今天的冬至是北半球白昼最短的一天,按照惯例,它不是最冷的季节,大约半个月左右,也就是元旦过后,会遇到一年中最冷的天气。
只不过这几天气温降到了零下十摄氏度,相比不久前12月最暖和的冬日阳光,简直是两个天下。
我记得有人做过气候变化与中国历史上朝代更迭的相关性分析,结果确实很显著。 社会稳定的结构是原始的,可以说,具有自然的或强烈的自我保护本能,无论我们如何拟人化或拟人化,都无法改变其内在特征和基本运行逻辑。
只不过,当我们在安逸的生活中不自觉地告别看似危险的熵变结构时,看似持久的稳态结构,会成为遥远的蝴蝶会随着时间的流逝而摇晃的脆弱之地,而坍塌后的尘埃绝不是简单的提升,消耗长期积累的社会财富的巨大成本和预测未来的不祥代价, 当然,会让后世的人永远清醒,这是新的稳态结构的基础。
當然,當歷史成為我們的日常時候,我們就不能或無法沒有辯證法的幫助,這將讓我們即使看不到任何光明,也能自信地為光明作準備,只要我們的生命足夠長,我們的期待沒有悬念。

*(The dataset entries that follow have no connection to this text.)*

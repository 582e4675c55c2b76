//! Structured document records as delivered by the extraction collaborator.
//!
//! RULE: the engine never parses raw text. Anything the extractor could
//! not read arrives here as `None`, never as a guessed value.

use crate::{
    error::{EngineError, EngineResult},
    indicator::{FraudIndicator, IndicatorKind},
    types::{DocumentId, MinorUnits, VendorId},
};
use chrono::NaiveDate;
use serde::{Deserialize, Serialize};

#[derive(Debug, Clone, Copy, PartialEq, Eq, Hash, Serialize, Deserialize)]
#[serde(rename_all = "snake_case")]
pub enum DocumentType {
    Invoice,
    Receipt,
    PurchaseOrder,
    CreditNote,
    Other,
}

#[derive(Debug, Clone, PartialEq, Serialize, Deserialize)]
pub struct LineItem {
    pub description: String,
    pub quantity: i64,
    pub unit_price: MinorUnits,
    pub amount: MinorUnits,
}

impl LineItem {
    pub fn new(description: impl Into<String>, quantity: i64, unit_price: MinorUnits) -> Self {
        Self {
            description: description.into(),
            quantity,
            unit_price,
            amount: quantity.saturating_mul(unit_price),
        }
    }

    /// Billed value of the line. Falls back to qty × price when the
    /// extractor left `amount` at zero.
    pub fn billed(&self) -> MinorUnits {
        if self.amount != 0 {
            self.amount
        } else {
            self.quantity.saturating_mul(self.unit_price)
        }
    }
}

#[derive(Debug, Clone, PartialEq, Serialize, Deserialize)]
pub struct DocumentRecord {
    pub id: DocumentId,
    #[serde(default)]
    pub document_number: String,
    pub document_type: DocumentType,
    pub vendor_id: VendorId,
    #[serde(default)]
    pub vendor_name: Option<String>,
    /// Expense category used to pick the vendor history bucket.
    #[serde(default)]
    pub category: Option<String>,
    #[serde(default)]
    pub total_amount: Option<MinorUnits>,
    #[serde(default)]
    pub tax_amount: Option<MinorUnits>,
    #[serde(default)]
    pub subtotal: Option<MinorUnits>,
    #[serde(default = "default_currency")]
    pub currency: String,
    #[serde(default)]
    pub issue_date: Option<NaiveDate>,
    #[serde(default)]
    pub due_date: Option<NaiveDate>,
    #[serde(default)]
    pub line_items: Vec<LineItem>,
    #[serde(default)]
    pub indicators: Vec<FraudIndicator>,
}

fn default_currency() -> String {
    "USD".into()
}

impl DocumentRecord {
    pub fn new(
        id: impl Into<DocumentId>,
        document_number: impl Into<String>,
        document_type: DocumentType,
        vendor_id: impl Into<VendorId>,
    ) -> Self {
        Self {
            id: id.into(),
            document_number: document_number.into(),
            document_type,
            vendor_id: vendor_id.into(),
            vendor_name: None,
            category: None,
            total_amount: None,
            tax_amount: None,
            subtotal: None,
            currency: default_currency(),
            issue_date: None,
            due_date: None,
            line_items: Vec::new(),
            indicators: Vec::new(),
        }
    }

    pub fn with_total(mut self, total: MinorUnits) -> Self {
        self.total_amount = Some(total);
        self
    }

    pub fn with_issue_date(mut self, date: NaiveDate) -> Self {
        self.issue_date = Some(date);
        self
    }

    pub fn with_indicator(mut self, kind: IndicatorKind) -> Self {
        self.indicators.push(FraudIndicator::new(kind));
        self
    }

    pub fn with_line_item(mut self, item: LineItem) -> Self {
        self.line_items.push(item);
        self
    }

    /// Reject records that cannot even key a result.
    pub fn validate(&self) -> EngineResult<()> {
        if self.id.trim().is_empty() {
            return Err(EngineError::InvalidInput {
                document_id: self.id.clone(),
                reason: "record id is empty".into(),
            });
        }
        if self.vendor_id.trim().is_empty() {
            return Err(EngineError::InvalidInput {
                document_id: self.id.clone(),
                reason: "vendor reference is empty".into(),
            });
        }
        Ok(())
    }

    /// Total amount if present and non-negative.
    pub fn known_total(&self) -> Option<MinorUnits> {
        self.total_amount.filter(|t| *t >= 0)
    }

    /// Total billed: the stated total, or the sum of line items when the
    /// total could not be read.
    pub fn billed_total(&self) -> MinorUnits {
        self.known_total()
            .unwrap_or_else(|| {
                self.line_items
                    .iter()
                    .map(LineItem::billed)
                    .fold(0, MinorUnits::saturating_add)
            })
    }

    /// Trimmed document number, `None` when blank.
    pub fn number_key(&self) -> Option<&str> {
        let n = self.document_number.trim();
        (!n.is_empty()).then_some(n)
    }
}

#[cfg(test)]
mod tests {
    use super::*;

    #[test]
    fn validation_requires_id_and_vendor() {
        let ok = DocumentRecord::new("d-1", "INV-1", DocumentType::Invoice, "v-1");
        assert!(ok.validate().is_ok());

        let no_id = DocumentRecord::new("  ", "INV-1", DocumentType::Invoice, "v-1");
        assert!(matches!(no_id.validate(), Err(EngineError::InvalidInput { .. })));

        let no_vendor = DocumentRecord::new("d-2", "INV-1", DocumentType::Invoice, "");
        assert!(matches!(no_vendor.validate(), Err(EngineError::InvalidInput { .. })));
    }

    #[test]
    fn billed_total_falls_back_to_line_items() {
        let doc = DocumentRecord::new("d-1", "INV-1", DocumentType::Invoice, "v-1")
            .with_line_item(LineItem::new("Paper", 10, 250))
            .with_line_item(LineItem::new("Toner", 2, 4_000));
        assert_eq!(doc.billed_total(), 10_500);

        let doc = doc.with_total(11_000);
        assert_eq!(doc.billed_total(), 11_000);
    }

    #[test]
    fn line_item_sum_saturates() {
        let doc = DocumentRecord::new("d-1", "INV-1", DocumentType::Invoice, "v-1")
            .with_line_item(LineItem::new("Hull", 1, i64::MAX))
            .with_line_item(LineItem::new("Paint", 1, 10));
        assert_eq!(doc.billed_total(), i64::MAX);
    }

    #[test]
    fn negative_total_is_not_known() {
        let doc = DocumentRecord::new("d-1", "INV-1", DocumentType::Invoice, "v-1").with_total(-5);
        assert_eq!(doc.known_total(), None);
    }
}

问题在于,我们的生命是有尽头的,无论我们在这个世界上经历了什么,我们最终都会成为一个路人,而我们离开后能够留下一些东西,是我们与这个世界长期、甚至永久联系的关键,而这只能通过我们的劳动来完成。
小时候,每年冬天都是人们聚集在一起修建农田建设的日子,寒冷的气候抵挡不住人们火热的心,正是在这个时候,协调集体预示着来年会有好收成。 如果我们站在整体上,无论个体是否离开,个体是否能亲手触摸到收获的果实,都不应影响我们实际的劳动努力,否则,我们只能一起挨饿、挨苦。

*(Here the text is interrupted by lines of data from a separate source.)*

//! Risk-bearing signals and rolling-window bucketing.
//!
//! A Signal is the unit both the case aggregator and the alert
//! dispatcher consume. Windows are fixed-size day buckets counted from
//! the Unix epoch, so every caller computes the same window start for
//! the same timestamp.

use crate::{
    duplicate::DuplicateMatch,
    indicator::{IndicatorModel, Severity},
    reconciliation::Discrepancy,
    scoring::RiskScore,
    types::{ContractId, DocumentId},
};
use chrono::{DateTime, Days, NaiveDate, Utc};
use serde::{Deserialize, Serialize};

#[derive(Debug, Clone, PartialEq, Serialize, Deserialize)]
#[serde(tag = "type", rename_all = "snake_case")]
pub enum Signal {
    RiskScore {
        document_id: DocumentId,
        score: RiskScore,
    },
    Discrepancy {
        contract_id: ContractId,
        discrepancy: Discrepancy,
    },
    Duplicate {
        duplicate: DuplicateMatch,
    },
}

impl Signal {
    pub fn severity(&self, model: &IndicatorModel) -> Severity {
        match self {
            Self::RiskScore { score, .. } => score.band,
            Self::Discrepancy { discrepancy, .. } => discrepancy.severity,
            Self::Duplicate { duplicate } => model.severity_for_confidence(duplicate.confidence),
        }
    }

    /// Document the signal is about. Discrepancies not attributable to a
    /// single invoice fall back to the contract id.
    pub fn subject(&self) -> &str {
        match self {
            Self::RiskScore { document_id, .. } => document_id,
            Self::Discrepancy { contract_id, discrepancy } => {
                discrepancy.document_id.as_deref().unwrap_or(contract_id)
            }
            Self::Duplicate { duplicate } => &duplicate.document_id,
        }
    }

    pub fn risk_value(&self) -> Option<u32> {
        match self {
            Self::RiskScore { score, .. } => Some(score.value),
            _ => None,
        }
    }
}

/// Start of the `window_days` bucket containing `at`.
pub fn window_start(at: DateTime<Utc>, window_days: i64) -> NaiveDate {
    let days = at.timestamp().div_euclid(86_400);
    let bucket = days - days.rem_euclid(window_days.max(1));
    DateTime::from_timestamp(bucket * 86_400, 0)
        .map(|dt| dt.date_naive())
        .unwrap_or_else(|| at.date_naive())
}

/// Last day (inclusive) of the window starting at `start`.
pub fn window_end(start: NaiveDate, window_days: i64) -> NaiveDate {
    let span = u64::try_from(window_days.max(1) - 1).unwrap_or(0);
    start.checked_add_days(Days::new(span)).unwrap_or(start)
}

#[cfg(test)]
mod tests {
    use super::*;
    use chrono::TimeZone;

    #[test]
    fn timestamps_in_one_bucket_share_a_window() {
        // 1970-01-01 + 19_710 days = 2023-12-19, a 30-day boundary.
        let a = Utc.with_ymd_and_hms(2023, 12, 19, 0, 0, 0).unwrap();
        let b = Utc.with_ymd_and_hms(2024, 1, 17, 23, 59, 59).unwrap();
        let c = Utc.with_ymd_and_hms(2024, 1, 18, 0, 0, 0).unwrap();
        assert_eq!(window_start(a, 30), window_start(b, 30));
        assert_ne!(window_start(b, 30), window_start(c, 30));
        assert_eq!(window_start(a, 30), NaiveDate::from_ymd_opt(2023, 12, 19).unwrap());
        assert_eq!(
            window_end(window_start(a, 30), 30),
            NaiveDate::from_ymd_opt(2024, 1, 17).unwrap()
        );
    }

    #[test]
    fn pre_epoch_timestamps_round_down() {
        let t = Utc.with_ymd_and_hms(1969, 12, 31, 12, 0, 0).unwrap();
        assert_eq!(window_start(t, 1), NaiveDate::from_ymd_opt(1969, 12, 31).unwrap());
    }
}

即使我们进入数字经济时代,劳动也是任何经济活动最重要的基础,但劳动成果与劳动者的距离会随着技术的进步而越来越远,在这个复杂而时滞的体系中,各组织之间的综合绩效差距往往被扭曲变形, 这可以看作是组织周期的根源,即使我们不能用现有的技术以低成本恢复它,但通过共同的价值观,我们可以找出它所包含的基本操作环境。

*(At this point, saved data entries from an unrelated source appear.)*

//! Deterministic synthetic document corpus.
//!
//! RULE: nothing here may call a platform RNG. All randomness flows
//! through SynthRng, seeded from a single master seed, so a seed fully
//! reproduces a corpus. Used by the runner's demo mode and by the
//! determinism tests.

use crate::{
    document::{DocumentRecord, DocumentType, LineItem},
    indicator::{FraudIndicator, IndicatorKind},
    reconciliation::{Contract, ContractLineItem},
    types::{DocumentId, MinorUnits},
};
use chrono::{Days, NaiveDate};
use rand::{RngCore, SeedableRng};
use rand_pcg::Pcg64Mcg;

/// A named, deterministic RNG stream.
pub struct SynthRng {
    inner: Pcg64Mcg,
}

impl SynthRng {
    pub fn new(master_seed: u64, stream: u64) -> Self {
        let derived_seed = master_seed ^ (stream.wrapping_mul(0x9e37_79b9_7f4a_7c15));
        Self {
            inner: Pcg64Mcg::seed_from_u64(derived_seed),
        }
    }

    /// Roll a float in [0.0, 1.0).
    pub fn next_f64(&mut self) -> f64 {
        let bits = self.inner.next_u64();
        (bits >> 11) as f64 * (1.0 / (1u64 << 53) as f64)
    }

    /// Roll a u64 in [0, n). `n` of zero yields zero.
    pub fn next_u64_below(&mut self, n: u64) -> u64 {
        if n == 0 {
            return 0;
        }
        self.inner.next_u64() % n
    }

    /// Bernoulli trial: returns true with probability p.
    pub fn chance(&mut self, p: f64) -> bool {
        self.next_f64() < p
    }

    pub fn pick<'a, T>(&mut self, items: &'a [T]) -> &'a T {
        &items[self.next_u64_below(items.len() as u64) as usize]
    }
}

// ── Corpus ───────────────────────────────────────────────────────────────────

const CATALOG: &[(&str, MinorUnits)] = &[
    ("A4 copy paper ream", 450),
    ("Toner cartridge black", 8_900),
    ("Laptop docking station", 21_500),
    ("Office chair ergonomic", 34_000),
    ("Consulting hours senior", 15_000),
    ("Road maintenance crew day", 120_000),
    ("Printing services flyers", 3_200),
    ("Network switch 24 port", 56_000),
    ("Catering lunch per head", 1_800),
    ("Fuel diesel litre", 160),
];

const OFF_CONTRACT: &[&str] = &["Expedited delivery fee", "Gift cards", "Miscellaneous services"];

#[derive(Debug, Clone)]
pub struct SynthSpec {
    pub seed: u64,
    pub vendors: usize,
    pub documents: usize,
    pub start: NaiveDate,
    pub span_days: u64,
    /// Probability a document re-submits an earlier one.
    pub duplicate_rate: f64,
    /// Per-kind probability an indicator is raised.
    pub indicator_rate: f64,
    /// Probability an invoice is issued against a purchase contract.
    pub contract_rate: f64,
    /// Probability a contracted invoice deviates from its contract.
    pub deviation_rate: f64,
}

impl SynthSpec {
    pub fn new(seed: u64, documents: usize) -> Self {
        Self {
            seed,
            vendors: 12,
            documents,
            start: NaiveDate::from_ymd_opt(2024, 1, 1).unwrap_or_default(),
            span_days: 180,
            duplicate_rate: 0.05,
            indicator_rate: 0.04,
            contract_rate: 0.3,
            deviation_rate: 0.4,
        }
    }
}

#[derive(Debug, Clone, Default)]
pub struct SyntheticCorpus {
    pub documents: Vec<DocumentRecord>,
    /// Contracts with the ids of the invoices billed against them.
    pub contracts: Vec<(Contract, Vec<DocumentId>)>,
}

pub fn generate(spec: &SynthSpec) -> SyntheticCorpus {
    let mut rng = SynthRng::new(spec.seed, 0);
    let vendors = spec.vendors.max(1);
    let mut corpus = SyntheticCorpus::default();

    for seq in 0..spec.documents {
        let id = format!("doc-{:06}", seq);

        if !corpus.documents.is_empty() && rng.chance(spec.duplicate_rate) {
            let index = rng.next_u64_below(corpus.documents.len() as u64) as usize;
            let mut copy = corpus.documents[index].clone();
            copy.id = id;
            if rng.chance(0.5) {
                // resubmitted under a new number a few days later
                copy.document_number = format!("{}-R", copy.document_number);
                copy.issue_date = copy
                    .issue_date
                    .and_then(|d| d.checked_add_days(Days::new(rng.next_u64_below(10))));
            }
            corpus.documents.push(copy);
            continue;
        }

        let vendor = rng.next_u64_below(vendors as u64);
        let vendor_id = format!("vendor-{vendor:03}");
        let mut record = DocumentRecord::new(
            id.clone(),
            format!("INV-{vendor:03}-{seq:05}"),
            DocumentType::Invoice,
            vendor_id.clone(),
        );
        record.vendor_name = Some(format!("Vendor {vendor:03}"));
        record.category = Some("operations".into());
        record.issue_date = spec
            .start
            .checked_add_days(Days::new(rng.next_u64_below(spec.span_days.max(1))));
        record.due_date = record.issue_date.and_then(|d| d.checked_add_days(Days::new(30)));

        // Each vendor sells from a stable slice of the catalog.
        let offset = (vendor as usize * 3) % CATALOG.len();
        let lines = 1 + rng.next_u64_below(3) as usize;
        for i in 0..lines {
            let (description, price) = CATALOG[(offset + i) % CATALOG.len()];
            let qty = 1 + rng.next_u64_below(20) as i64;
            record.line_items.push(LineItem::new(description, qty, price));
        }

        if rng.chance(spec.contract_rate) {
            let contract = contract_for(&record, corpus.contracts.len());
            if rng.chance(spec.deviation_rate) {
                deviate(&mut record, &mut rng);
            }
            corpus.contracts.push((contract, vec![record.id.clone()]));
        } else if rng.chance(0.02) {
            // occasional outlier amount
            if let Some(line) = record.line_items.first_mut() {
                *line = LineItem::new(line.description.clone(), line.quantity * 12, line.unit_price);
            }
        }

        for kind in IndicatorKind::ALL {
            if rng.chance(spec.indicator_rate) {
                record.indicators.push(FraudIndicator::new(kind));
            }
        }

        let subtotal: MinorUnits = record.line_items.iter().map(LineItem::billed).sum();
        record.subtotal = Some(subtotal);
        record.tax_amount = Some(0);
        record.total_amount = Some(subtotal);
        corpus.documents.push(record);
    }

    corpus
}

fn contract_for(record: &DocumentRecord, seq: usize) -> Contract {
    let line_items: Vec<ContractLineItem> = record
        .line_items
        .iter()
        .map(|l| ContractLineItem::new(l.description.clone(), l.quantity, l.unit_price))
        .collect();
    let ceiling = line_items.iter().map(|l| l.quantity * l.unit_price).sum();
    Contract {
        contract_id: format!("contract-{seq:05}"),
        vendor_id: record.vendor_id.clone(),
        ceiling,
        valid_from: record.issue_date.and_then(|d| d.checked_sub_days(Days::new(30))),
        valid_until: record.issue_date.and_then(|d| d.checked_add_days(Days::new(90))),
        line_items,
    }
}

fn deviate(record: &mut DocumentRecord, rng: &mut SynthRng) {
    match rng.next_u64_below(3) {
        0 => {
            if let Some(line) = record.line_items.first_mut() {
                *line = LineItem::new(line.description.clone(), line.quantity + 2, line.unit_price);
            }
        }
        1 => {
            if let Some(line) = record.line_items.first_mut() {
                let inflated = line.unit_price + line.unit_price / 5;
                *line = LineItem::new(line.description.clone(), line.quantity, inflated);
            }
        }
        _ => {
            let description = *rng.pick(OFF_CONTRACT);
            record.line_items.push(LineItem::new(description, 1, 25_000));
        }
    }
}

#[cfg(test)]
mod tests {
    use super::*;

    #[test]
    fn same_seed_same_corpus() {
        let a = generate(&SynthSpec::new(12345, 200));
        let b = generate(&SynthSpec::new(12345, 200));
        assert_eq!(a.documents, b.documents, "Same seed should produce same corpus");
        assert_eq!(a.contracts.len(), b.contracts.len());
    }

    #[test]
    fn different_seeds_diverge() {
        let a = generate(&SynthSpec::new(1, 100));
        let b = generate(&SynthSpec::new(2, 100));
        assert_ne!(a.documents, b.documents);
    }

    #[test]
    fn totals_match_line_items() {
        let corpus = generate(&SynthSpec::new(7, 150));
        assert_eq!(corpus.documents.len(), 150);
        for doc in &corpus.documents {
            let lines: MinorUnits = doc.line_items.iter().map(LineItem::billed).sum();
            assert_eq!(doc.total_amount, Some(lines), "total mismatch on {}", doc.id);
        }
    }
}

冬天来了,不管是好是坏,真诚的劳动者只需要调整自己的具体工作方式,保持自己的基本状态,盲目鲁莽是不可取的,也没有必要为冬麦担心,而我们之所以向往和赞美春天,就是因为我们能最大程度地体验万物的成长, 而人们在此期间的劳动,为这一切做准备的必要过程,当然也是不可或缺的环节。